Dataset items:
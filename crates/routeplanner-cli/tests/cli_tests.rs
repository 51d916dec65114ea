//! Integration tests for the CLI commands.

use std::fs;
use std::path::PathBuf;

use assert_cmd::cargo::cargo_bin_cmd;
use assert_cmd::Command;
use predicates::prelude::*;
use tempfile::TempDir;

/// Path to the checked-in small town map.
fn fixture_path() -> PathBuf {
    PathBuf::from(env!("CARGO_MANIFEST_DIR")).join("../../docs/fixtures/small_town.json")
}

fn cli() -> Command {
    let mut cmd = cargo_bin_cmd!("routeplanner-cli");
    cmd.env("RUST_LOG", "error")
        .env("NO_COLOR", "1")
        .env_remove("ROUTEPLANNER_MAP");
    cmd
}

/// Write a map with two unconnected streets into a temporary directory.
fn split_map() -> (TempDir, PathBuf) {
    let dir = TempDir::new().expect("create temp dir");
    let path = dir.path().join("split.json");
    fs::write(
        &path,
        r#"{
            "bounds": {"min_lat": 10.0, "max_lat": 10.01, "min_lon": 20.0, "max_lon": 20.01},
            "nodes": [
                {"id": "w1", "lat": 10.0, "lon": 20.0},
                {"id": "w2", "lat": 10.0, "lon": 20.003},
                {"id": "e1", "lat": 10.01, "lon": 20.007},
                {"id": "e2", "lat": 10.01, "lon": 20.01}
            ],
            "ways": [
                {"id": "west", "highway": "residential", "nodes": ["w1", "w2"]},
                {"id": "east", "highway": "residential", "nodes": ["e1", "e2"]}
            ]
        }"#,
    )
    .expect("write map");
    (dir, path)
}

#[test]
fn route_prints_path_and_distance() {
    cli()
        .arg("--map")
        .arg(fixture_path())
        .args(["route", "--start", "0", "0", "--end", "100", "100"])
        .assert()
        .success()
        .stdout(predicate::str::contains("Route from node 0 to node 6 (4 hops):"))
        .stdout(predicate::str::contains("STRT"))
        .stdout(predicate::str::contains("GOAL"))
        .stdout(predicate::str::contains("Distance: 1260.7 m"));
}

#[test]
fn route_json_output_is_parseable() {
    let output = cli()
        .args(["--format", "json", "--map"])
        .arg(fixture_path())
        .args(["route", "--start", "0", "0", "--end", "100", "100"])
        .output()
        .expect("run cli");
    assert!(output.status.success());

    let value: serde_json::Value = serde_json::from_slice(&output.stdout).expect("valid json");
    assert_eq!(value["status"], "found");
    let nodes: Vec<u64> = value["route"]["steps"]
        .as_array()
        .expect("steps array")
        .iter()
        .map(|step| step["node"].as_u64().expect("node id"))
        .collect();
    assert_eq!(nodes, vec![0, 1, 8, 9, 6]);
}

#[test]
fn map_path_can_come_from_environment() {
    cli()
        .env("ROUTEPLANNER_MAP", fixture_path())
        .args(["route", "--start", "0", "0", "--end", "0", "0"])
        .assert()
        .success()
        .stdout(predicate::str::contains("(0 hops)"))
        .stdout(predicate::str::contains("Distance: 0.0 m"));
}

#[test]
fn disconnected_points_exit_with_no_path_status() {
    let (_dir, path) = split_map();
    cli()
        .arg("--map")
        .arg(&path)
        .args(["route", "--start", "0", "0", "--end", "100", "100"])
        .assert()
        .code(2)
        .stdout(predicate::str::contains("No path found"));
}

#[test]
fn out_of_range_coordinate_is_reported() {
    cli()
        .arg("--map")
        .arg(fixture_path())
        .args(["route", "--start", "0", "0", "--end", "150", "10"])
        .assert()
        .failure()
        .stderr(predicate::str::contains("invalid x coordinate 150"));
}

#[test]
fn missing_map_fails_with_context() {
    let dir = TempDir::new().expect("create temp dir");
    cli()
        .arg("--map")
        .arg(dir.path().join("nowhere.json"))
        .arg("inspect")
        .assert()
        .failure()
        .stderr(predicate::str::contains("failed to load map from"));
}

#[test]
fn inspect_summarises_fixture() {
    cli()
        .arg("--map")
        .arg(fixture_path())
        .arg("inspect")
        .assert()
        .success()
        .stdout(predicate::str::contains("Nodes:        10"))
        .stdout(predicate::str::contains("Roads:        6 (1 footways)"));
}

What is expected:
Count every line of the data in which the word "steps" appears, and report only the total.

Response to the exercise:
2